Though the "ban" was lifted yesterday by the city's EMD service, and firefighters can now respond to high priority calls such as cardiac arrest and chest pains, local firefighters union 2215 President Guy "Butch" Sharron said it is vague which calls police dispatch will hand down. The state said it is OK to send "additional support" to the emergency medical calls the city's EMD service has outlined for dispatch, he said.

"We found out about an hour ago we could respond to priority one and two calls," Firefighter Sharron said at 1 yesterday afternoon at the station. "It is vague. We're not sure what to respond to. They call down and tell us to respond and we go."

He said the union will meet Tuesday night to discuss what action to take.

"We're totally against it," he said. "We were told by the chief and the mayor they were cutting back some and it turned out to be all. We had no idea. And, then we were informed an hour ago we can respond on a limited basis. As a union and as firefighters, we're totally set against that."

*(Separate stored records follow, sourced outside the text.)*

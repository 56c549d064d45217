use chrono::{DateTime, NaiveDateTime};

/// Groups an 11-character phone number as `XXX-XXXX-XXXX`.
/// Any other length is returned untouched.
pub fn format_phone_number(phone_number: &str) -> String {
    let chars: Vec<char> = phone_number.chars().collect();
    if chars.len() != 11 {
        return phone_number.to_string();
    }

    let head: String = chars[..3].iter().collect();
    let middle: String = chars[3..7].iter().collect();
    let tail: String = chars[7..].iter().collect();
    format!("{}-{}-{}", head, middle, tail)
}

/// `1234567` -> `"1,234,567"`
pub fn format_price(price: u64) -> String {
    let digits = price.to_string();
    let mut out = String::with_capacity(digits.len() + digits.len() / 3);
    for (i, c) in digits.chars().enumerate() {
        if i > 0 && (digits.len() - i) % 3 == 0 {
            out.push(',');
        }
        out.push(c);
    }
    out
}

/// Accepts RFC 3339 or the backend's `LocalDateTime` form; falls back to the raw text.
pub fn format_bid_time(raw: &str) -> String {
    if let Ok(parsed) = DateTime::parse_from_rfc3339(raw) {
        return parsed.format("%Y-%m-%d %H:%M").to_string();
    }
    for pattern in ["%Y-%m-%dT%H:%M:%S%.f", "%Y-%m-%dT%H:%M:%S", "%Y-%m-%d %H:%M:%S"] {
        if let Ok(parsed) = NaiveDateTime::parse_from_str(raw, pattern) {
            return parsed.format("%Y-%m-%d %H:%M").to_string();
        }
    }
    raw.to_string()
}

/// Star string for a 0-5 seller rating, e.g. `4.4` -> `"★★★★☆ 4.4"`
pub fn format_rating(rating: f64) -> String {
    let clamped = rating.clamp(0.0, 5.0);
    let full = clamped.round() as usize;
    format!("{}{} {:.1}", "★".repeat(full), "☆".repeat(5 - full), clamped)
}

#[cfg(test)]
mod tests {
    use super::*;

    #[test]
    fn eleven_digit_phone_is_grouped() {
        assert_eq!(format_phone_number("01012345678"), "010-1234-5678");
    }

    #[test]
    fn other_lengths_are_unchanged() {
        assert_eq!(format_phone_number(""), "");
        assert_eq!(format_phone_number("0101234567"), "0101234567");
        assert_eq!(format_phone_number("010123456789"), "010123456789");
        assert_eq!(format_phone_number("010-1234-5678"), "010-1234-5678");
    }

    #[test]
    fn prices_get_thousand_separators() {
        assert_eq!(format_price(0), "0");
        assert_eq!(format_price(999), "999");
        assert_eq!(format_price(1000), "1,000");
        assert_eq!(format_price(12345678), "12,345,678");
    }

    #[test]
    fn bid_times_are_shortened() {
        assert_eq!(format_bid_time("2024-05-01T13:45:10"), "2024-05-01 13:45");
        assert_eq!(format_bid_time("2024-05-01T13:45:10.123456"), "2024-05-01 13:45");
        assert_eq!(format_bid_time("2024-05-01T13:45:10+09:00"), "2024-05-01 13:45");
        assert_eq!(format_bid_time("yesterday"), "yesterday");
    }

    #[test]
    fn rating_is_clamped() {
        assert_eq!(format_rating(4.4), "★★★★☆ 4.4");
        assert_eq!(format_rating(9.0), "★★★★★ 5.0");
    }
}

He said firefighters respond to about 1,500 medical calls a year. The department doesn't charge people for response to medical calls. There are no firefighters trained in Advance Life Support or at the paramedic level. In July, dispatchers in the Police Department were trained and the Police Department was designated the "primary answering point" where all 911 calls come in.

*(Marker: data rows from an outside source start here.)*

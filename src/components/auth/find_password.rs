use web_sys::HtmlInputElement;
use yew::prelude::*;

use crate::context::use_navigator;
use crate::models::FindPasswordRequest;
use crate::router::Route;
use crate::services::ApiClient;

#[derive(Clone, PartialEq)]
enum Status {
    Idle,
    Sending,
    Sent,
    Failed(String),
}

#[function_component(FindPassword)]
pub fn find_password() -> Html {
    let navigator = use_navigator();
    let email_ref = use_node_ref();
    let status = use_state(|| Status::Idle);

    let on_submit = {
        let email_ref = email_ref.clone();
        let status = status.clone();

        Callback::from(move |e: SubmitEvent| {
            e.prevent_default();
            if *status == Status::Sending {
                return;
            }
            let Some(input) = email_ref.cast::<HtmlInputElement>() else {
                return;
            };
            let email = input.value().trim().to_string();
            if email.is_empty() {
                status.set(Status::Failed("Email is required".to_string()));
                return;
            }

            status.set(Status::Sending);
            let status = status.clone();
            wasm_bindgen_futures::spawn_local(async move {
                match ApiClient::new().find_password(&FindPasswordRequest { email }).await {
                    Ok(()) => {
                        log::info!("📧 Password reset requested");
                        status.set(Status::Sent);
                    }
                    Err(e) => {
                        log::error!("❌ Password reset request failed: {}", e);
                        status.set(Status::Failed(e.to_string()));
                    }
                }
            });
        })
    };

    let to_sign_in = Callback::from(move |_: MouseEvent| navigator.push(Route::SignIn));

    html! {
        <div class="auth-screen">
            <form class="auth-form" onsubmit={on_submit}>
                <h1>{"Find password"}</h1>
                <p class="muted">{"We will email you a link to reset your password."}</p>
                <div class="form-group">
                    <label for="email">{"Email"}</label>
                    <input type="email" id="email" ref={email_ref} />
                </div>
                {match &*status {
                    Status::Sent => html! { <p class="form-success">{"Check your inbox for the reset link."}</p> },
                    Status::Failed(message) => html! { <p class="form-error">{message.clone()}</p> },
                    _ => html! {},
                }}
                <button type="submit" class="btn-primary" disabled={*status == Status::Sending}>
                    {"Send reset link"}
                </button>
                <div class="auth-links">
                    <button type="button" class="btn-link" onclick={to_sign_in}>{"Back to sign in"}</button>
                </div>
            </form>
        </div>
    }
}
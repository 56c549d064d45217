// ============================================================================
// DEBOUNCE - trailing-edge guard for repeated clicks
// ============================================================================
// DebounceGate holds the timing-free bookkeeping (which call is the latest),
// Debouncer drives it with a gloo Timeout.
// ============================================================================

use std::cell::RefCell;
use std::rc::Rc;

use gloo_timers::callback::Timeout;
use yew::Callback;

/// Identifies one scheduled call. Only the newest ticket may fire.
#[derive(Clone, Copy, Debug, PartialEq, Eq)]
pub struct Ticket(u64);

/// Keeps the payload of the most recent call until its window elapses.
#[derive(Debug)]
pub struct DebounceGate<T> {
    generation: u64,
    pending: Option<(Ticket, T)>,
}

impl<T> Default for DebounceGate<T> {
    fn default() -> Self {
        Self {
            generation: 0,
            pending: None,
        }
    }
}

impl<T> DebounceGate<T> {
    pub fn new() -> Self {
        Self::default()
    }

    /// Replaces any pending payload; earlier tickets become stale.
    pub fn schedule(&mut self, payload: T) -> Ticket {
        self.generation += 1;
        let ticket = Ticket(self.generation);
        self.pending = Some((ticket, payload));
        ticket
    }

    /// Called when the window for `ticket` elapses.
    pub fn fire(&mut self, ticket: Ticket) -> Option<T> {
        match self.pending.take() {
            Some((pending, payload)) if pending == ticket => Some(payload),
            other => {
                self.pending = other;
                None
            }
        }
    }

    /// Drops the pending call and invalidates every ticket handed out so far.
    pub fn cancel(&mut self) {
        self.generation += 1;
        self.pending = None;
    }

    pub fn is_pending(&self) -> bool {
        self.pending.is_some()
    }
}

/// Emits `on_fire` with the payload of the last `call` once `window_ms`
/// passes without another call.
pub struct Debouncer<T: 'static> {
    gate: Rc<RefCell<DebounceGate<T>>>,
    timeout: Option<Timeout>,
    window_ms: u32,
    on_fire: Callback<T>,
}

impl<T: 'static> Debouncer<T> {
    pub fn new(window_ms: u32, on_fire: Callback<T>) -> Self {
        Self {
            gate: Rc::new(RefCell::new(DebounceGate::new())),
            timeout: None,
            window_ms,
            on_fire,
        }
    }

    pub fn call(&mut self, payload: T) {
        if self.gate.borrow().is_pending() {
            log::debug!("⏳ Repeated click inside the window, keeping the latest");
        }
        let ticket = self.gate.borrow_mut().schedule(payload);
        let gate = self.gate.clone();
        let on_fire = self.on_fire.clone();

        // Dropping the previous Timeout clears it
        self.timeout = Some(Timeout::new(self.window_ms, move || {
            let fired = gate.borrow_mut().fire(ticket);
            if let Some(payload) = fired {
                on_fire.emit(payload);
            }
        }));
    }

    pub fn cancel(&mut self) {
        self.gate.borrow_mut().cancel();
        if let Some(timeout) = self.timeout.take() {
            timeout.cancel();
        }
    }
}

impl<T: 'static> Drop for Debouncer<T> {
    fn drop(&mut self) {
        self.cancel();
    }
}
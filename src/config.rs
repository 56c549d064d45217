use serde::{Deserialize, Serialize};

#[derive(Debug, Clone, Serialize, Deserialize)]
pub struct AppConfig {
    pub backend_url_development: String,
    pub backend_url_production: String,
    pub environment: String,
    pub enable_logging: bool,
    pub ui_config: UIConfig,
    pub auth_cookie_name: String,
}

impl Default for AppConfig {
    fn default() -> Self {
        Self {
            backend_url_development: "http://localhost:8080".to_string(),
            backend_url_production: "https://api.auction-market.app".to_string(),
            environment: "development".to_string(),
            enable_logging: true,
            ui_config: UIConfig::default(),
            auth_cookie_name: "Authorization".to_string(),
        }
    }
}

#[derive(Debug, Clone, Serialize, Deserialize)]
pub struct UIConfig {
    /// Window (ms) in which repeated bid / buy-now clicks collapse into one.
    pub debounce_window_ms: u32,
    pub profile_image_placeholder: String,
}

impl Default for UIConfig {
    fn default() -> Self {
        Self {
            debounce_window_ms: 500,
            profile_image_placeholder: "https://via.placeholder.com/300".to_string(),
        }
    }
}

impl AppConfig {
    /// Builds the configuration from compile-time environment variables
    pub fn from_env() -> Self {
        let defaults = Self::default();
        Self {
            backend_url_development: option_env!("BACKEND_URL_DEVELOPMENT")
                .or(option_env!("BACKEND_URL"))
                .map(str::to_string)
                .unwrap_or(defaults.backend_url_development),
            backend_url_production: option_env!("BACKEND_URL_PRODUCTION")
                .map(str::to_string)
                .unwrap_or(defaults.backend_url_production),
            environment: option_env!("ENVIRONMENT")
                .unwrap_or("development").to_string(),
            enable_logging: option_env!("ENABLE_LOGGING")
                .unwrap_or("true").parse().unwrap_or(true),
            ui_config: UIConfig {
                debounce_window_ms: option_env!("DEBOUNCE_WINDOW_MS")
                    .unwrap_or("500").parse().unwrap_or(500),
                profile_image_placeholder: option_env!("PROFILE_IMAGE_PLACEHOLDER")
                    .map(str::to_string)
                    .unwrap_or(defaults.ui_config.profile_image_placeholder),
            },
            auth_cookie_name: option_env!("AUTH_COOKIE_NAME")
                .unwrap_or("Authorization").to_string(),
        }
    }

    /// Backend URL for the current environment
    pub fn backend_url(&self) -> &str {
        match self.environment.as_str() {
            "production" => &self.backend_url_production,
            _ => &self.backend_url_development,
        }
    }

    pub fn is_logging_enabled(&self) -> bool {
        self.enable_logging
    }

    pub fn log_level(&self) -> log::Level {
        if self.is_logging_enabled() {
            log::Level::Info
        } else {
            log::Level::Warn
        }
    }
}

lazy_static::lazy_static! {
    pub static ref CONFIG: AppConfig = AppConfig::from_env();
}

#[cfg(test)]
mod tests {
    use super::*;

    #[test]
    fn backend_url_follows_environment() {
        let mut config = AppConfig::default();
        assert_eq!(config.backend_url(), "http://localhost:8080");

        config.environment = "production".to_string();
        assert_eq!(config.backend_url(), "https://api.auction-market.app");
    }

    #[test]
    fn default_debounce_window_is_500ms() {
        assert_eq!(AppConfig::default().ui_config.debounce_window_ms, 500);
    }

    #[test]
    fn logging_flag_selects_level() {
        let mut config = AppConfig::default();
        assert_eq!(config.log_level(), log::Level::Info);
        config.enable_logging = false;
        assert_eq!(config.log_level(), log::Level::Warn);
    }
}
use web_sys::HtmlInputElement;
use yew::prelude::*;

use crate::config::CONFIG;
use crate::context::{use_navigator, use_session};
use crate::router::Route;
use crate::services::ApiClient;
use crate::state::validate_sign_in;
use crate::utils::write_cookie;

#[function_component(SignIn)]
pub fn sign_in() -> Html {
    let session = use_session();
    let navigator = use_navigator();
    let email_ref = use_node_ref();
    let password_ref = use_node_ref();
    let error = use_state(|| None::<String>);
    let submitting = use_state(|| false);

    let on_submit = {
        let email_ref = email_ref.clone();
        let password_ref = password_ref.clone();
        let error = error.clone();
        let submitting = submitting.clone();
        let refresh = session.refresh.clone();
        let navigator = navigator.clone();

        Callback::from(move |e: SubmitEvent| {
            e.prevent_default();
            if *submitting {
                return;
            }

            let (Some(email_input), Some(password_input)) = (
                email_ref.cast::<HtmlInputElement>(),
                password_ref.cast::<HtmlInputElement>(),
            ) else {
                return;
            };

            let request = match validate_sign_in(&email_input.value(), &password_input.value()) {
                Ok(request) => request,
                Err(e) => {
                    error.set(Some(e.to_string()));
                    return;
                }
            };

            submitting.set(true);
            error.set(None);

            let error = error.clone();
            let submitting = submitting.clone();
            let refresh = refresh.clone();
            let navigator = navigator.clone();
            wasm_bindgen_futures::spawn_local(async move {
                match ApiClient::new().sign_in(&request).await {
                    Ok(token) => match write_cookie(&CONFIG.auth_cookie_name, &token) {
                        Ok(()) => {
                            log::info!("✅ Signed in as {}", request.email);
                            refresh.emit(());
                            navigator.push(Route::Home);
                        }
                        Err(e) => {
                            log::error!("❌ Could not store session cookie: {}", e);
                            error.set(Some(e));
                        }
                    },
                    Err(e) => {
                        log::error!("❌ Sign-in failed: {}", e);
                        let message = if e.is_unauthorized() {
                            "Email or password is incorrect".to_string()
                        } else {
                            e.to_string()
                        };
                        error.set(Some(message));
                    }
                }
                submitting.set(false);
            });
        })
    };

    let go = |route: Route| {
        let navigator = navigator.clone();
        Callback::from(move |_: MouseEvent| navigator.push(route.clone()))
    };

    html! {
        <div class="auth-screen">
            <form class="auth-form" onsubmit={on_submit}>
                <h1>{"Sign in"}</h1>
                <div class="form-group">
                    <label for="email">{"Email"}</label>
                    <input type="email" id="email" placeholder="you@example.com" ref={email_ref} />
                </div>
                <div class="form-group">
                    <label for="password">{"Password"}</label>
                    <input type="password" id="password" ref={password_ref} />
                </div>
                if let Some(message) = &*error {
                    <p class="form-error">{message.clone()}</p>
                }
                <button type="submit" class="btn-primary" disabled={*submitting}>
                    {if *submitting { "Signing in..." } else { "Sign in" }}
                </button>
                <div class="auth-links">
                    <button type="button" class="btn-link" onclick={go(Route::SignUp)}>{"Create an account"}</button>
                    <button type="button" class="btn-link" onclick={go(Route::FindPassword)}>{"Forgot your password?"}</button>
                </div>
            </form>
        </div>
    }
}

Although Wood's does a great job for the city, Firefighter Sharron said, if the ambulance company has to handle everything, response time will be affected.

Additionally, certain medical calls require more than just two people, he said.

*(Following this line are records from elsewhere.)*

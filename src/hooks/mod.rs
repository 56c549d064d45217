pub mod use_bid_history;
pub mod use_my_info;

pub use use_bid_history::use_bid_history;
pub use use_my_info::{use_my_info, UseMyInfoHandle};
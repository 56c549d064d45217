use yew::prelude::*;

use crate::config::CONFIG;
use crate::context::{use_navigator, use_session};
use crate::router::Route;
use crate::utils::remove_cookie;

#[function_component(Header)]
pub fn header() -> Html {
    let session = use_session();
    let navigator = use_navigator();

    let go = |route: Route| {
        let navigator = navigator.clone();
        Callback::from(move |e: MouseEvent| {
            e.prevent_default();
            navigator.push(route.clone());
        })
    };

    let on_sign_out = {
        let refresh = session.refresh.clone();
        let navigator = navigator.clone();
        Callback::from(move |_: MouseEvent| {
            if let Err(e) = remove_cookie(&CONFIG.auth_cookie_name) {
                log::error!("❌ Could not clear session cookie: {}", e);
                return;
            }
            log::info!("👋 Signed out");
            refresh.emit(());
            navigator.push(Route::Home);
        })
    };

    html! {
        <header class="app-header">
            <a class="app-logo" href="/" onclick={go(Route::Home)}>{"Auction Market"}</a>
            <nav class="app-nav">
                if session.is_logged_in {
                    <a href="/mypage" onclick={go(Route::MyPage)}>{"My page"}</a>
                    <button type="button" class="btn-link" onclick={on_sign_out}>{"Sign out"}</button>
                } else {
                    <a href="/signin" onclick={go(Route::SignIn)}>{"Sign in"}</a>
                    <a href="/signup" onclick={go(Route::SignUp)}>{"Sign up"}</a>
                }
            </nav>
        </header>
    }
}
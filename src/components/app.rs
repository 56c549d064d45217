// ============================================================================
// APP ROOT - session provider, navigator and route switch
// ============================================================================

use wasm_bindgen::closure::Closure;
use wasm_bindgen::JsCast;
use yew::prelude::*;

use crate::context::{Navigator, SessionProvider};
use crate::router::{push_history, Route};

use super::auction_detail::AuctionDetailRoute;
use super::auth::{FindPassword, SignIn, SignUp};
use super::header::Header;
use super::my_page::MyPage;
use super::pages::{Home, NotFound};
use super::public_route::PublicRoute;

fn switch(route: &Route) -> Html {
    match route {
        Route::Home => html! { <Home /> },
        Route::SignIn => html! { <PublicRoute><SignIn /></PublicRoute> },
        Route::SignUp => html! { <PublicRoute><SignUp /></PublicRoute> },
        Route::FindPassword => html! { <PublicRoute><FindPassword /></PublicRoute> },
        Route::MyPage => html! { <MyPage /> },
        Route::AuctionDetail(id) => html! {
            <AuctionDetailRoute auction_id={id.clone().map(AttrValue::from)} />
        },
        Route::NotFound => html! { <NotFound /> },
    }
}

#[function_component(App)]
pub fn app() -> Html {
    let route = use_state(Route::current);

    // Back / forward buttons
    {
        let route = route.clone();
        use_effect_with((), move |_| {
            let listener = Closure::<dyn Fn(web_sys::Event)>::new(move |_: web_sys::Event| {
                route.set(Route::current());
            });
            let win = web_sys::window();
            if let Some(win) = &win {
                if let Err(e) = win.add_event_listener_with_callback("popstate", listener.as_ref().unchecked_ref()) {
                    log::error!("❌ Could not listen for popstate: {:?}", e);
                }
            }
            move || {
                if let Some(win) = win {
                    let _ = win.remove_event_listener_with_callback("popstate", listener.as_ref().unchecked_ref());
                }
            }
        });
    }

    let navigate = {
        let route = route.clone();
        Callback::from(move |next: Route| {
            if *route == next {
                return;
            }
            if let Err(e) = push_history(&next) {
                log::warn!("⚠️ History push failed: {:?}", e);
            }
            log::debug!("🧭 Navigating to {}", next.to_path());
            route.set(next);
        })
    };

    let navigator = Navigator {
        current: (*route).clone(),
        navigate,
    };

    html! {
        <SessionProvider>
            <ContextProvider<Navigator> context={navigator}>
                <Header />
                <main class="app-main">
                    {switch(&route)}
                </main>
            </ContextProvider<Navigator>>
        </SessionProvider>
    }
}
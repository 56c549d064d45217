pub mod password_mail;
pub mod profile;

use yew::prelude::*;

use crate::config::CONFIG;
use crate::hooks::use_my_info;
use crate::models::UserInfo;
use crate::state::Loadable;
use crate::utils::format_price;

use super::loading_screen::LoadingScreen;
pub use password_mail::PasswordMailButton;
pub use profile::Profile;

#[derive(Properties, PartialEq)]
pub struct SideProfileProps {
    pub user: UserInfo,
}

#[function_component(SideProfile)]
pub fn side_profile(props: &SideProfileProps) -> Html {
    let image = props
        .user
        .profile_image
        .clone()
        .filter(|url| !url.is_empty())
        .unwrap_or_else(|| CONFIG.ui_config.profile_image_placeholder.clone());

    html! {
        <aside class="side-profile">
            <img class="side-profile-image" src={image} alt={props.user.nickname.clone()} />
            <p class="side-profile-nickname">{props.user.nickname.clone()}</p>
            <p class="side-profile-balance">{format!("{} KRW", format_price(props.user.balance.max(0) as u64))}</p>
        </aside>
    }
}

#[function_component(MyPage)]
pub fn my_page() -> Html {
    let my_info = use_my_info();

    match &*my_info.state {
        Loadable::Loading => html! { <LoadingScreen /> },
        Loadable::Failed(reason) => {
            let reload = my_info.reload.clone();
            html! {
                <div class="load-error">
                    <p>{"Your profile could not be loaded."}</p>
                    <p class="muted">{reason.clone()}</p>
                    <button type="button" class="btn-secondary" onclick={reload.reform(|_: MouseEvent| ())}>
                        {"Try again"}
                    </button>
                </div>
            }
        }
        Loadable::Loaded(user) => html! {
            <div class="my-page">
                <SideProfile user={user.clone()} />
                <section class="my-page-main">
                    <h2>{"My profile"}</h2>
                    <Profile user={Some(user.clone())} on_saved={my_info.reload.clone()} />
                    <PasswordMailButton user={user.clone()} />
                </section>
            </div>
        },
    }
}
// ============================================================================
// USE MY INFO HOOK - authoritative profile for the current session
// ============================================================================

use yew::prelude::*;

use crate::models::UserInfo;
use crate::services::ApiClient;
use crate::state::Loadable;

#[derive(Clone)]
pub struct UseMyInfoHandle {
    pub state: UseStateHandle<Loadable<UserInfo>>,
    /// Fetch again, e.g. after a profile save
    pub reload: Callback<()>,
}

#[hook]
pub fn use_my_info() -> UseMyInfoHandle {
    let state = use_state(Loadable::<UserInfo>::default);
    let generation = use_state(|| 0u32);

    {
        let state = state.clone();
        use_effect_with(*generation, move |_| {
            wasm_bindgen_futures::spawn_local(async move {
                match ApiClient::new().my_info().await {
                    Ok(info) => {
                        log::info!("✅ Profile loaded: {}", info.nickname);
                        state.set(Loadable::Loaded(info));
                    }
                    Err(e) => {
                        log::error!("❌ Error loading profile: {}", e);
                        state.set(Loadable::Failed(e.to_string()));
                    }
                }
            });
            || ()
        });
    }

    let reload = {
        let generation = generation.clone();
        Callback::from(move |_| generation.set(generation.wrapping_add(1)))
    };

    UseMyInfoHandle { state, reload }
}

"This is not something firefighters want," he said. "The public is the only one hurting not getting the response they had in the past and as many hands available as possible. Wood's is nice, but if they are delayed, at least somebody is there to do something. We want to apologize to the public for not being able to be there."

But, Gardner Mayor Mark P. Hawke said the way the city was doing things before with the red dots was improper.

"The Gardner Fire Department is not an ambulance service or emergency medical service," Mr. Hawke said. "They are a fire department. This all came to light last week during a meeting when we were told the (red dot system) was borderline illegal and against protocol and were opening up the city to incredible liability, unbeknownst to any of us."

The city started using the red dots because there are intrinsic problems with sending fire equipment out on medical calls, he said.

"The basic problem with all this is sending fire equipment racing through the streets of Gardner on medical calls when they are a Fire Department," he said. "Over 50 percent of their calls are medical calls. That puts wear and tear on the streets, equipment, costs gas-the whole thing needs to be looked at and we need to be following protocols and procedures that weren't there before and we have to make sure we use the Fire Department's resources wisely, efficiently and effectively."

Chief Therrien said the mayor instructed him several weeks ago to incorporate into the Fire Department's capital plan his request for $70,000 to $100,000 for an all-purpose rapid response vehicle that could handle such calls.